Hey there, my tinnitus journey began in 2018. Actually, I had a brief acoustic trauma back in 2003, but it was quickly resolved with some ear drops after seeing a doctor. However, in 2018, while sitting at home, I suddenly heard a crack sound, and from that moment on, I developed persistent tinnitus in my right ear.

Living in Turkey with private health insurance and good financial standing, I've consulted numerous specialists including ENTs, neurologists, and cardiologists. Despite this extensive medical exploration, I haven't found a solution. My most recent endocrinologist, who also suffers from tinnitus, humorously suggested that I inform him if I ever discover a cure, which somewhat dampened my determination to continue researching.

Through my own observations, I've noticed that my tinnitus worsens during periods of high blood pressure and stress.
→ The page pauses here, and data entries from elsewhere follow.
//! Minibatch data, denoising corruption and an in-memory provider.

use rand::{rngs::StdRng, seq::index, Rng, SeedableRng};
use rand_distr::{Distribution, Normal};

use crate::error::{Result, TrainError};

/// A batch of training examples: row-major `f64` features.
///
/// Each freshly sampled batch carries a distinct `generation` id, so the
/// scheduler's reuse of a batch between refreshes is observable.
#[derive(Clone, Debug, PartialEq)]
pub struct Batch {
    rows: Vec<Vec<f64>>,
    generation: u64,
}

impl Batch {
    pub fn new(rows: Vec<Vec<f64>>) -> Self {
        Self { rows, generation: 0 }
    }

    pub fn rows(&self) -> &[Vec<f64>] {
        &self.rows
    }

    pub fn len(&self) -> usize {
        self.rows.len()
    }

    pub fn is_empty(&self) -> bool {
        self.rows.is_empty()
    }

    pub fn generation(&self) -> u64 {
        self.generation
    }
}

/// Denoising corruption variants.
#[derive(Clone, Copy, Debug, PartialEq, Eq)]
pub enum NoiseKind {
    /// Zero out each cell with probability `factor`.
    Mask,
    /// Add gaussian noise with standard deviation `factor`.
    Gauss,
    /// Set each cell to 0 or 1 with probability `factor`.
    SaltPepper,
}

impl NoiseKind {
    pub fn name(self) -> &'static str {
        match self {
            NoiseKind::Mask => "mask",
            NoiseKind::Gauss => "gauss",
            NoiseKind::SaltPepper => "salt&pepper",
        }
    }
}

/// A corruption applied to freshly sampled minibatches.
#[derive(Clone, Copy, Debug, PartialEq)]
pub struct Corruption {
    pub kind: NoiseKind,
    pub factor: f64,
}

impl Corruption {
    pub fn new(kind: NoiseKind, factor: f64) -> Self {
        Self { kind, factor }
    }
}

/// Corrupt a batch in place.
pub fn corrupt<R: Rng>(batch: &mut Batch, corruption: Corruption, rng: &mut R) {
    let factor = corruption.factor;

    match corruption.kind {
        NoiseKind::Mask => {
            for row in &mut batch.rows {
                for cell in row {
                    if rng.gen_bool(factor.clamp(0.0, 1.0)) {
                        *cell = 0.0;
                    }
                }
            }
        }
        NoiseKind::Gauss => {
            let Ok(noise) = Normal::new(0.0, factor.max(0.0)) else {
                return;
            };
            for row in &mut batch.rows {
                for cell in row {
                    *cell += noise.sample(rng);
                }
            }
        }
        NoiseKind::SaltPepper => {
            for row in &mut batch.rows {
                for cell in row {
                    if rng.gen_bool(factor.clamp(0.0, 1.0)) {
                        *cell = if rng.gen_bool(0.5) { 1.0 } else { 0.0 };
                    }
                }
            }
        }
    }
}

/// Source of minibatches. The scheduler calls this only when the refresh
/// interval has elapsed and otherwise reuses the previous batch.
pub trait MinibatchProvider {
    /// Sample a batch of `size` rows (`0` means all rows), optionally
    /// corrupted by noise.
    fn sample(&mut self, size: usize, corruption: Option<Corruption>) -> Result<Batch>;
}

/// In-memory dataset sampling rows without replacement.
pub struct MemoryDataset {
    rows: Vec<Vec<f64>>,
    rng: StdRng,
    generation: u64,
}

impl MemoryDataset {
    pub fn new(rows: Vec<Vec<f64>>) -> Self {
        Self { rows, rng: StdRng::from_entropy(), generation: 0 }
    }

    /// Deterministic sampling, for reproducible runs.
    pub fn seeded(rows: Vec<Vec<f64>>, seed: u64) -> Self {
        Self { rows, rng: StdRng::seed_from_u64(seed), generation: 0 }
    }
}

impl MinibatchProvider for MemoryDataset {
    fn sample(&mut self, size: usize, corruption: Option<Corruption>) -> Result<Batch> {
        if self.rows.is_empty() {
            return Err(TrainError::Configuration("dataset contains no rows".into()));
        }

        let amount = if size == 0 || size > self.rows.len() { self.rows.len() } else { size };
        let picked = index::sample(&mut self.rng, self.rows.len(), amount);
        let rows = picked.iter().map(|i| self.rows[i].clone()).collect();

        self.generation += 1;
        let mut batch = Batch { rows, generation: self.generation };

        if let Some(corruption) = corruption {
            corrupt(&mut batch, corruption, &mut self.rng);
        }

        Ok(batch)
    }
}
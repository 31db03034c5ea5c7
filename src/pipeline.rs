//! Multi-stage optimization.
//!
//! A deep network is built up from subsystems: each layer pair is
//! pretrained as an independent two-layer model, its resulting parameters
//! parked in the checkpoint store under a per-stage key, and a final
//! assembly step consumes all stored stages (typically followed by a
//! global fine-tuning run).

use tracing::info;

use crate::{
    error::Result,
    store::{CheckpointStore, Slot},
};

/// One stage of a pipeline: a key to file the outcome under, and the work
/// producing that outcome. The closure sees the store so it can build on
/// earlier stages (e.g. transform its input through the previous layer).
pub struct Stage<R> {
    key: String,
    run: Box<dyn FnMut(&CheckpointStore<R>) -> Result<R>>,
}

impl<R> Stage<R> {
    pub fn new(
        key: impl Into<String>,
        run: impl FnMut(&CheckpointStore<R>) -> Result<R> + 'static,
    ) -> Self {
        Self { key: key.into(), run: Box::new(run) }
    }

    pub fn key(&self) -> &str {
        &self.key
    }
}

/// An ordered list of stages sharing one checkpoint store.
pub struct Pipeline<R> {
    stages: Vec<Stage<R>>,
    store: CheckpointStore<R>,
}

impl<R: Clone + Default> Default for Pipeline<R> {
    fn default() -> Self {
        Self::new()
    }
}

impl<R: Clone + Default> Pipeline<R> {
    pub fn new() -> Self {
        Self { stages: Vec::new(), store: CheckpointStore::new() }
    }

    pub fn stage(mut self, stage: Stage<R>) -> Self {
        self.stages.push(stage);
        self
    }

    /// Run every stage in order, writing each outcome at the next
    /// contiguous index under the stage's key. A failing stage aborts the
    /// pipeline; earlier results stay in the store.
    pub fn run(&mut self) -> Result<()> {
        let total = self.stages.len();

        for (index, stage) in self.stages.iter_mut().enumerate() {
            info!("stage {}/{}: {}", index + 1, total, stage.key);
            let record = (stage.run)(&self.store)?;
            let next = self.store.len(&stage.key);
            self.store.write(&stage.key, Slot::At(next), false, record)?;
        }

        Ok(())
    }

    /// Consume the accumulated stage records, e.g. to assemble the full
    /// network before fine-tuning.
    pub fn assemble<T>(
        &self,
        assemble: impl FnOnce(&CheckpointStore<R>) -> Result<T>,
    ) -> Result<T> {
        assemble(&self.store)
    }

    pub fn store(&self) -> &CheckpointStore<R> {
        &self.store
    }

    pub fn into_store(self) -> CheckpointStore<R> {
        self.store
    }
}
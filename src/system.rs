//! The contract a trainable system exposes to the scheduler.

use crate::{data::Batch, error::Result, schedule::ScheduleConfig};

/// A model whose parameters the loop drives towards an optimum.
///
/// The numeric update step itself is the system's business; the scheduler
/// only evaluates scalar functions on it and snapshots/restores parameters.
pub trait TrainableSystem {
    /// Deep-copyable parameter snapshot. The optimum record owns an
    /// independent copy, never a reference into the live system.
    type Params: Clone;

    /// Evaluate a named scalar function of the system against `data`.
    fn evaluate(&self, data: &Batch, function: &str) -> Result<f64>;

    /// Snapshot the current parameters.
    fn params(&self) -> Self::Params;

    /// Replace the current parameters with a snapshot.
    fn set_params(&mut self, params: Self::Params) -> Result<()>;

    /// The system's optimization configuration, if it carries one.
    fn schedule(&self) -> Option<&ScheduleConfig>;
}
use thiserror::Error;

/// Errors surfaced by the scheduler, tracker and checkpoint store.
///
/// Configuration problems are fatal at attach time; the loop never starts
/// in an inconsistent state. Mid-run evaluation failures propagate to the
/// caller immediately, since a silently missing data point would corrupt
/// the optimum-tracking invariant.
#[derive(Debug, Error)]
pub enum TrainError {
    #[error("invalid optimization configuration: {0}")]
    Configuration(String),

    #[error("unknown objective/evaluation function '{0}'")]
    UnknownFunction(String),

    #[error("checkpoint write at index {index} would leave a gap (key '{key}' holds {len} records)")]
    CheckpointIndex { key: String, index: usize, len: usize },

    #[error("system rejected parameter snapshot: {0}")]
    ParameterState(String),

    #[error("evaluation of '{function}' failed: {reason}")]
    Evaluation { function: String, reason: String },
}

pub type Result<T> = std::result::Result<T, TrainError>;
#[cfg(test)]
mod tests {
    use super::*;
    use crate::data::MemoryDataset;
    use std::{cell::RefCell, collections::VecDeque, time::Duration};

    struct StubSystem {
        params: Vec<f64>,
        values: RefCell<VecDeque<f64>>,
        config: Option<ScheduleConfig>,
    }

    impl StubSystem {
        fn new(values: &[f64], config: ScheduleConfig) -> Self {
            Self {
                params: vec![0.0],
                values: RefCell::new(values.iter().copied().collect()),
                config: Some(config),
            }
        }
    }

    impl TrainableSystem for StubSystem {
        type Params = Vec<f64>;

        fn evaluate(&self, _data: &Batch, function: &str) -> Result<f64> {
            self.values.borrow_mut().pop_front().ok_or_else(|| TrainError::Evaluation {
                function: function.to_string(),
                reason: "no scripted value left".to_string(),
            })
        }

        fn params(&self) -> Vec<f64> {
            self.params.clone()
        }

        fn set_params(&mut self, params: Vec<f64>) -> Result<()> {
            self.params = params;
            Ok(())
        }

        fn schedule(&self) -> Option<&ScheduleConfig> {
            self.config.as_ref()
        }
    }

    /// Keeps serving keys after a stop, like a restarted listener.
    struct ScriptedKeys {
        keys: VecDeque<Option<char>>,
        stops: usize,
    }

    impl CancelSource for &mut ScriptedKeys {
        fn poll(&mut self) -> Option<char> {
            self.keys.pop_front().flatten()
        }

        fn stop(&mut self) {
            self.stops += 1;
        }
    }

    fn quiet_config(updates: usize) -> ScheduleConfig {
        ScheduleConfig {
            updates,
            minibatch_update_interval: 4,
            minibatch_size: 2,
            corruption: None,
            obj_tracking_enable: false,
            eval_enable: false,
            estimate_time: false,
            ..ScheduleConfig::rbm()
        }
    }

    fn provider() -> MemoryDataset {
        MemoryDataset::seeded(vec![vec![0.5; 3]; 16], 11)
    }

    #[test]
    fn test_attach_requires_configuration() {
        let mut scheduler = Scheduler::new();
        let system = StubSystem { params: vec![], values: RefCell::new(VecDeque::new()), config: None };
        let err = scheduler.attach(&system, &mut provider()).unwrap_err();
        assert!(matches!(err, TrainError::Configuration(_)));
        assert_eq!(scheduler.phase(), Phase::Idle);
    }

    #[test]
    fn test_attach_rejects_unknown_objective() {
        let config = ScheduleConfig {
            obj_tracking_enable: true,
            obj_function: "bogus".to_string(),
            ..quiet_config(10)
        };
        let system = StubSystem::new(&[], config);
        let mut scheduler = Scheduler::new();
        let err = scheduler.attach(&system, &mut provider()).unwrap_err();
        assert!(matches!(err, TrainError::UnknownFunction(_)));
    }

    #[test]
    fn test_epochs_count_up_to_exhaustion() {
        let mut system = StubSystem::new(&[], quiet_config(5));
        let mut scheduler = Scheduler::new();
        scheduler.attach(&system, &mut provider()).unwrap();
        assert_eq!(scheduler.phase(), Phase::Running);

        for expected in 1..5 {
            assert!(scheduler.advance(&mut system).unwrap());
            assert_eq!(scheduler.epoch(), expected);
        }

        assert!(!scheduler.advance(&mut system).unwrap());
        assert_eq!(scheduler.epoch(), 5);
        assert_eq!(scheduler.phase(), Phase::Converged);
        assert_eq!(scheduler.stop_cause(), Some(StopCause::Exhausted));
    }

    #[test]
    fn test_terminal_advance_is_noop() {
        let mut system = StubSystem::new(&[], quiet_config(2));
        let mut scheduler = Scheduler::new();
        scheduler.attach(&system, &mut provider()).unwrap();

        assert!(scheduler.advance(&mut system).unwrap());
        assert!(!scheduler.advance(&mut system).unwrap());
        assert!(!scheduler.advance(&mut system).unwrap());
        assert_eq!(scheduler.epoch(), 2);
    }

    #[test]
    fn test_cancel_key_aborts() {
        let mut keys = ScriptedKeys {
            keys: VecDeque::from([None, None, Some('q')]),
            stops: 0,
        };
        let mut system = StubSystem::new(&[], quiet_config(100));
        let mut scheduler =
            Scheduler::with_cancel(FunctionRegistry::with_defaults(), &mut keys);
        scheduler.attach(&system, &mut provider()).unwrap();

        assert!(scheduler.advance(&mut system).unwrap());
        assert!(scheduler.advance(&mut system).unwrap());
        assert!(!scheduler.advance(&mut system).unwrap());
        assert_eq!(scheduler.phase(), Phase::Cancelled);
        assert_eq!(scheduler.stop_cause(), Some(StopCause::Aborted));
        assert!(!scheduler.advance(&mut system).unwrap());

        drop(scheduler);
        // the listener is torn down exactly once, at the terminal transition
        assert_eq!(keys.stops, 1);
    }

    #[test]
    fn test_cancellation_survives_reattach() {
        let mut keys = ScriptedKeys { keys: VecDeque::from([None, Some('q')]), stops: 0 };
        let mut system = StubSystem::new(&[], quiet_config(2));
        let mut scheduler =
            Scheduler::with_cancel(FunctionRegistry::with_defaults(), &mut keys);
        let mut data = provider();
        scheduler.attach(&system, &mut data).unwrap();

        while scheduler.advance(&mut system).unwrap() {}
        assert_eq!(scheduler.phase(), Phase::Converged);

        // a second run on the same scheduler still observes the abort key
        scheduler.attach(&system, &mut data).unwrap();
        assert!(!scheduler.advance(&mut system).unwrap());
        assert_eq!(scheduler.phase(), Phase::Cancelled);
        assert_eq!(scheduler.stop_cause(), Some(StopCause::Aborted));

        drop(scheduler);
        assert_eq!(keys.stops, 2);
    }

    #[test]
    fn test_no_key_notice_for_inert_source() {
        let mut system = StubSystem::new(&[], quiet_config(5));
        let mut scheduler = Scheduler::new();
        scheduler.attach(&system, &mut provider()).unwrap();
        scheduler.advance(&mut system).unwrap();
        assert!(!scheduler.state.as_ref().unwrap().keys_started);
    }

    #[test]
    fn test_unbound_keys_are_ignored() {
        let mut keys = ScriptedKeys { keys: VecDeque::from([Some('x')]), stops: 0 };
        let mut system = StubSystem::new(&[], quiet_config(10));
        let mut scheduler =
            Scheduler::with_cancel(FunctionRegistry::with_defaults(), &mut keys);
        scheduler.attach(&system, &mut provider()).unwrap();
        assert!(scheduler.advance(&mut system).unwrap());
        assert_eq!(scheduler.phase(), Phase::Running);
    }

    #[test]
    fn test_minibatch_refresh_interval() {
        let mut system = StubSystem::new(&[], quiet_config(20));
        let mut scheduler = Scheduler::new();
        let mut data = provider();
        scheduler.attach(&system, &mut data).unwrap();

        // epoch 0: first fetch
        let first = scheduler.minibatch(&mut data).unwrap().generation();

        for _ in 0..3 {
            scheduler.advance(&mut system).unwrap();
            // epochs 1..=3 reuse the same batch
            assert_eq!(scheduler.minibatch(&mut data).unwrap().generation(), first);
        }

        scheduler.advance(&mut system).unwrap();
        // epoch 4 hits the refresh interval
        let refreshed = scheduler.minibatch(&mut data).unwrap().generation();
        assert_ne!(refreshed, first);
    }

    #[test]
    fn test_attach_resets_state() {
        let mut system = StubSystem::new(&[], quiet_config(3));
        let mut scheduler = Scheduler::new();
        let mut data = provider();
        scheduler.attach(&system, &mut data).unwrap();

        while scheduler.advance(&mut system).unwrap() {}
        assert_eq!(scheduler.phase(), Phase::Converged);

        scheduler.attach(&system, &mut data).unwrap();
        assert_eq!(scheduler.phase(), Phase::Running);
        assert_eq!(scheduler.epoch(), 0);
        assert!(scheduler.objective_history().is_empty());
    }

    #[test]
    fn test_progress_fraction() {
        let mut system = StubSystem::new(&[], quiet_config(4));
        let mut scheduler = Scheduler::new();
        scheduler.attach(&system, &mut provider()).unwrap();
        scheduler.advance(&mut system).unwrap();
        assert_eq!(scheduler.progress(), 0.25);
    }

    #[test]
    fn test_evaluation_cadence_is_wall_clock() {
        let config = ScheduleConfig {
            eval_enable: true,
            eval_function: "error".to_string(),
            eval_time_interval: Duration::from_secs(3600),
            ..quiet_config(5)
        };
        // no value is ever consumed: the interval never elapses mid-run,
        // and only the terminal epoch forces a final read
        let mut system = StubSystem::new(&[0.1], config);
        let mut scheduler = Scheduler::new();
        scheduler.attach(&system, &mut provider()).unwrap();

        while scheduler.advance(&mut system).unwrap() {}

        assert!(scheduler.evaluation_history().is_empty());
        assert!(system.values.borrow().is_empty());
    }
}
I also experience an increase in symptoms during rainy and humid weather, which made me laugh when I saw comments about weather apps, as I can relate.

My tinnitus is likely pulsatile, so I've been focusing on cardiovascular causes lately. Last year, my doctor prescribed Plavix (clopidogrel) as a blood thinner for another condition. Remarkably, during the one day I took it, my tinnitus almost disappeared. However, due to its serious side effects, I can't use it independently.

I believe many types of tinnitus are related to the blood vessels supplying the ears. While Plavix worked wonders for my tinnitus, it's a prescription medication with heavy side effects, making it unsuitable for self-medication.

If you haven't seen an ENT specialist yet, I highly recommend getting a hearing test done, especially if you've had tinnitus for a long time. Hearing loss often accompanies tinnitus.

I hope this information helps anyone on a similar journey. If you have any insights or suggestions, I'd love to hear them.

Minsky in reply to Rebelias18 days ago

Hi. I have had detailed debate with a private ENT consultant as I still fail to see how Pulsatile tinnitus can be helped with CBT. I have AICA loop which is a physical condition where an artery has looped itself around the 8th nerve beside cochlear thus it’s picking up the sound of blood flow and pulsating 24/7 in time with my heartbeat. The ENT consultant still says no cure just ignore T (pulsating or not). I swear if I win the lottery I will pump millions into T research. There must be a solution surely. I just plough on trying to ignore it. As ENT said to me no one has keeled over from it yet so just get on with life. Sorry if this is negative. Best wishes.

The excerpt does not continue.